MATERIAL PROVIDED section start
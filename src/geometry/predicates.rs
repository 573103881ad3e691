//! Point-in-polygon predicates used by the scan converter.
//!
//! The test is the non-zero winding rule: a point is inside a closed polygon
//! when the polygon winds around it a non-zero number of times. Points that lie
//! exactly on a polygon edge are reported separately as
//! [`PointLocation::BOUNDARY`] so callers can choose an inclusive or exclusive
//! boundary; the rasterizer treats them as inside.

use num_traits::Float;

/// Position of a query point relative to a closed polygon.
#[derive(Debug, Clone, Copy, PartialEq, Eq)]
pub enum PointLocation {
    /// The point is outside the polygon.
    OUTSIDE,
    /// The point lies exactly on an edge or vertex.
    BOUNDARY,
    /// The winding number around the point is non-zero.
    INSIDE,
}

impl PointLocation {
    /// Returns `true` for [`INSIDE`](Self::INSIDE) and [`BOUNDARY`](Self::BOUNDARY).
    #[inline]
    #[must_use]
    pub const fn is_covered(self) -> bool {
        !matches!(self, Self::OUTSIDE)
    }
}

impl std::fmt::Display for PointLocation {
    fn fmt(&self, f: &mut std::fmt::Formatter<'_>) -> std::fmt::Result {
        match self {
            Self::OUTSIDE => write!(f, "OUTSIDE"),
            Self::BOUNDARY => write!(f, "BOUNDARY"),
            Self::INSIDE => write!(f, "INSIDE"),
        }
    }
}

/// Signed area test: `> 0` if `p` is left of the directed line `a → b`,
/// `< 0` if right, `0` if collinear.
#[inline]
fn is_left<T: Float>(a: [T; 2], b: [T; 2], p: [T; 2]) -> T {
    (b[0] - a[0]) * (p[1] - a[1]) - (p[0] - a[0]) * (b[1] - a[1])
}

#[inline]
fn on_segment<T: Float>(a: [T; 2], b: [T; 2], p: [T; 2]) -> bool {
    is_left(a, b, p) == T::zero()
        && p[0] >= a[0].min(b[0])
        && p[0] <= a[0].max(b[0])
        && p[1] >= a[1].min(b[1])
        && p[1] <= a[1].max(b[1])
}

/// Locates `p` against a closed vertex loop using the non-zero winding rule.
///
/// `polygon` must be closed: its last vertex repeats the first, so a triangle
/// is passed as four vertices `[v0, v1, v2, v0]`. Loops with fewer than two
/// vertices enclose nothing and always yield [`PointLocation::OUTSIDE`].
///
/// # Examples
///
/// ```rust
/// use trigrid::geometry::predicates::{non_zero_winding, PointLocation};
///
/// let triangle = [[0.0, 0.0], [1.0, 0.0], [0.0, 1.0], [0.0, 0.0]];
/// assert_eq!(non_zero_winding([0.25, 0.25], &triangle), PointLocation::INSIDE);
/// assert_eq!(non_zero_winding([0.5, 0.0], &triangle), PointLocation::BOUNDARY);
/// assert_eq!(non_zero_winding([1.0, 1.0], &triangle), PointLocation::OUTSIDE);
/// ```
#[must_use]
pub fn non_zero_winding<T: Float>(p: [T; 2], polygon: &[[T; 2]]) -> PointLocation {
    if polygon.len() < 2 {
        return PointLocation::OUTSIDE;
    }

    let mut winding: i64 = 0;
    for pair in polygon.windows(2) {
        let (a, b) = (pair[0], pair[1]);
        if on_segment(a, b, p) {
            return PointLocation::BOUNDARY;
        }
        if a[1] <= p[1] {
            // Upward crossing with p strictly left of the edge
            if b[1] > p[1] && is_left(a, b, p) > T::zero() {
                winding += 1;
            }
        } else if b[1] <= p[1] && is_left(a, b, p) < T::zero() {
            // Downward crossing with p strictly right of the edge
            winding -= 1;
        }
    }

    if winding == 0 {
        PointLocation::OUTSIDE
    } else {
        PointLocation::INSIDE
    }
}

/// Closes a triangle into the four-vertex loop expected by [`non_zero_winding`].
#[inline]
#[must_use]
pub const fn triangle_loop<T: Copy>(corners: [[T; 2]; 3]) -> [[T; 2]; 4] {
    [corners[0], corners[1], corners[2], corners[0]]
}

#[cfg(test)]
mod tests {
    use super::*;

    const CCW: [[f64; 2]; 4] = [[0.0, 0.0], [4.0, 0.0], [0.0, 4.0], [0.0, 0.0]];
    const CW: [[f64; 2]; 4] = [[0.0, 0.0], [0.0, 4.0], [4.0, 0.0], [0.0, 0.0]];

    #[test]
    fn winding_direction_does_not_matter() {
        for poly in [CCW, CW] {
            assert_eq!(non_zero_winding([1.0, 1.0], &poly), PointLocation::INSIDE);
            assert_eq!(non_zero_winding([3.0, 3.0], &poly), PointLocation::OUTSIDE);
            assert_eq!(non_zero_winding([-1.0, 1.0], &poly), PointLocation::OUTSIDE);
        }
    }

    #[test]
    fn vertices_and_edges_are_boundary() {
        for p in [[0.0, 0.0], [4.0, 0.0], [2.0, 0.0], [0.0, 2.0], [2.0, 2.0]] {
            assert_eq!(non_zero_winding(p, &CCW), PointLocation::BOUNDARY, "{p:?}");
            assert!(non_zero_winding(p, &CW).is_covered());
        }
    }

    #[test]
    fn ray_through_vertex_is_not_double_counted() {
        // Horizontal through the apex at y = 4 and the base vertex level y = 0
        let tri = triangle_loop([[0.0, 0.0], [2.0, 4.0], [4.0, 0.0]]);
        assert_eq!(non_zero_winding([-1.0, 4.0], &tri), PointLocation::OUTSIDE);
        assert_eq!(non_zero_winding([5.0, 0.0], &tri), PointLocation::OUTSIDE);
        assert_eq!(non_zero_winding([2.0, 1.0], &tri), PointLocation::INSIDE);
    }

    #[test]
    fn degenerate_loops_are_outside() {
        assert_eq!(
            non_zero_winding([0.0, 0.0], &[[0.0_f64, 0.0]]),
            PointLocation::OUTSIDE
        );
        let empty: [[f64; 2]; 0] = [];
        assert_eq!(non_zero_winding([0.0, 0.0], &empty), PointLocation::OUTSIDE);
    }

    #[test]
    fn collinear_triangle_only_covers_its_segment() {
        let tri = triangle_loop([[0.0, 0.0], [1.0, 1.0], [2.0, 2.0]]);
        assert_eq!(non_zero_winding([0.5, 0.5], &tri), PointLocation::BOUNDARY);
        assert_eq!(non_zero_winding([0.5, 0.6], &tri), PointLocation::OUTSIDE);
    }

    #[test]
    fn display_matches_variant_names() {
        assert_eq!(PointLocation::INSIDE.to_string(), "INSIDE");
        assert_eq!(PointLocation::BOUNDARY.to_string(), "BOUNDARY");
        assert_eq!(PointLocation::OUTSIDE.to_string(), "OUTSIDE");
    }
}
MATERIAL PROVIDED section end
**TASK GOAL**:
Exactly as they appear above, copy out all the records.

**YOUR RESPONSE**:
filename src/geometry/predicates.rs
repository 573103881ad3e691
//! Point-in-polygon predicates used by the scan converter.
//!
//! The test is the non-zero winding rule: a point is inside a closed polygon
//! when the polygon winds around it a non-zero number of times. Points that lie
//! exactly on a polygon edge are reported separately as
//! [`PointLocation::BOUNDARY`] so callers can choose an inclusive or exclusive
//! boundary; the rasterizer treats them as inside.

use num_traits::Float;

/// Position of a query point relative to a closed polygon.
#[derive(Debug, Clone, Copy, PartialEq, Eq)]
pub enum PointLocation {
    /// The point is outside the polygon.
    OUTSIDE,
    /// The point lies exactly on an edge or vertex.
    BOUNDARY,
    /// The winding number around the point is non-zero.
    INSIDE,
}

impl PointLocation {
    /// Returns `true` for [`INSIDE`](Self::INSIDE) and [`BOUNDARY`](Self::BOUNDARY).
    #[inline]
    #[must_use]
    pub const fn is_covered(self) -> bool {
        !matches!(self, Self::OUTSIDE)
    }
}

impl std::fmt::Display for PointLocation {
    fn fmt(&self, f: &mut std::fmt::Formatter<'_>) -> std::fmt::Result {
        match self {
            Self::OUTSIDE => write!(f, "OUTSIDE"),
            Self::BOUNDARY => write!(f, "BOUNDARY"),
            Self::INSIDE => write!(f, "INSIDE"),
        }
    }
}

/// Signed area test: `> 0` if `p` is left of the directed line `a → b`,
/// `< 0` if right, `0` if collinear.
#[inline]
fn is_left<T: Float>(a: [T; 2], b: [T; 2], p: [T; 2]) -> T {
    (b[0] - a[0]) * (p[1] - a[1]) - (p[0] - a[0]) * (b[1] - a[1])
}

#[inline]
fn on_segment<T: Float>(a: [T; 2], b: [T; 2], p: [T; 2]) -> bool {
    is_left(a, b, p) == T::zero()
        && p[0] >= a[0].min(b[0])
        && p[0] <= a[0].max(b[0])
        && p[1] >= a[1].min(b[1])
        && p[1] <= a[1].max(b[1])
}

/// Locates `p` against a closed vertex loop using the non-zero winding rule.
///
/// `polygon` must be closed: its last vertex repeats the first, so a triangle
/// is passed as four vertices `[v0, v1, v2, v0]`. Loops with fewer than two
/// vertices enclose nothing and always yield [`PointLocation::OUTSIDE`].
///
/// # Examples
///
/// ```rust
/// use trigrid::geometry::predicates::{non_zero_winding, PointLocation};
///
/// let triangle = [[0.0, 0.0], [1.0, 0.0], [0.0, 1.0], [0.0, 0.0]];
/// assert_eq!(non_zero_winding([0.25, 0.25], &triangle), PointLocation::INSIDE);
/// assert_eq!(non_zero_winding([0.5, 0.0], &triangle), PointLocation::BOUNDARY);
/// assert_eq!(non_zero_winding([1.0, 1.0], &triangle), PointLocation::OUTSIDE);
/// ```
#[must_use]
pub fn non_zero_winding<T: Float>(p: [T; 2], polygon: &[[T; 2]]) -> PointLocation {
    if polygon.len() < 2 {
        return PointLocation::OUTSIDE;
    }

    let mut winding: i64 = 0;
    for pair in polygon.windows(2) {
        let (a, b) = (pair[0], pair[1]);
        if on_segment(a, b, p) {
            return PointLocation::BOUNDARY;
        }
        if a[1] <= p[1] {
            // Upward crossing with p strictly left of the edge
            if b[1] > p[1] && is_left(a, b, p) > T::zero() {
                winding += 1;
            }
        } else if b[1] <= p[1] && is_left(a, b, p) < T::zero() {
            // Downward crossing with p strictly right of the edge
            winding -= 1;
        }
    }

    if winding == 0 {
        PointLocation::OUTSIDE
    } else {
        PointLocation::INSIDE
    }
}

/// Closes a triangle into the four-vertex loop expected by [`non_zero_winding`].
#[inline]
#[must_use]
pub const fn triangle_loop<T: Copy>(corners: [[T; 2]; 3]) -> [[T; 2]; 4] {
    [corners[0], corners[1], corners[2], corners[0]]
}

#[cfg(test)]
mod tests {
    use super::*;

    const CCW: [[f64; 2]; 4] = [[0.0, 0.0], [4.0, 0.0], [0.0, 4.0], [0.0, 0.0]];
    const CW: [[f64; 2]; 4] = [[0.0, 0.0], [0.0, 4.0], [4.0, 0.0], [0.0, 0.0]];

    #[test]
    fn winding_direction_does_not_matter() {
        for poly in [CCW, CW] {
            assert_eq!(non_zero_winding([1.0, 1.0], &poly), PointLocation::INSIDE);
            assert_eq!(non_zero_winding([3.0, 3.0], &poly), PointLocation::OUTSIDE);
            assert_eq!(non_zero_winding([-1.0, 1.0], &poly), PointLocation::OUTSIDE);
        }
    }

    #[test]
    fn vertices_and_edges_are_boundary() {
        for p in [[0.0, 0.0], [4.0, 0.0], [2.0, 0.0], [0.0, 2.0], [2.0, 2.0]] {
            assert_eq!(non_zero_winding(p, &CCW), PointLocation::BOUNDARY, "{p:?}");
            assert!(non_zero_winding(p, &CW).is_covered());
        }
    }

    #[test]
    fn ray_through_vertex_is_not_double_counted() {
        // Horizontal through the apex at y = 4 and the base vertex level y = 0
        let tri = triangle_loop([[0.0, 0.0], [2.0, 4.0], [4.0, 0.0]]);
        assert_eq!(non_zero_winding([-1.0, 4.0], &tri), PointLocation::OUTSIDE);
        assert_eq!(non_zero_winding([5.0, 0.0], &tri), PointLocation::OUTSIDE);
        assert_eq!(non_zero_winding([2.0, 1.0], &tri), PointLocation::INSIDE);
    }

    #[test]
    fn degenerate_loops_are_outside() {
        assert_eq!(
            non_zero_winding([0.0, 0.0], &[[0.0_f64, 0.0]]),
            PointLocation::OUTSIDE
        );
        let empty: [[f64; 2]; 0] = [];
        assert_eq!(non_zero_winding([0.0, 0.0], &empty), PointLocation::OUTSIDE);
    }

    #[test]
    fn collinear_triangle_only_covers_its_segment() {
        let tri = triangle_loop([[0.0, 0.0], [1.0, 1.0], [2.0, 2.0]]);
        assert_eq!(non_zero_winding([0.5, 0.5], &tri), PointLocation::BOUNDARY);
        assert_eq!(non_zero_winding([0.5, 0.6], &tri), PointLocation::OUTSIDE);
    }

    #[test]
    fn display_matches_variant_names() {
        assert_eq!(PointLocation::INSIDE.to_string(), "INSIDE");
        assert_eq!(PointLocation::BOUNDARY.to_string(), "BOUNDARY");
        assert_eq!(PointLocation::OUTSIDE.to_string(), "OUTSIDE");
    }
}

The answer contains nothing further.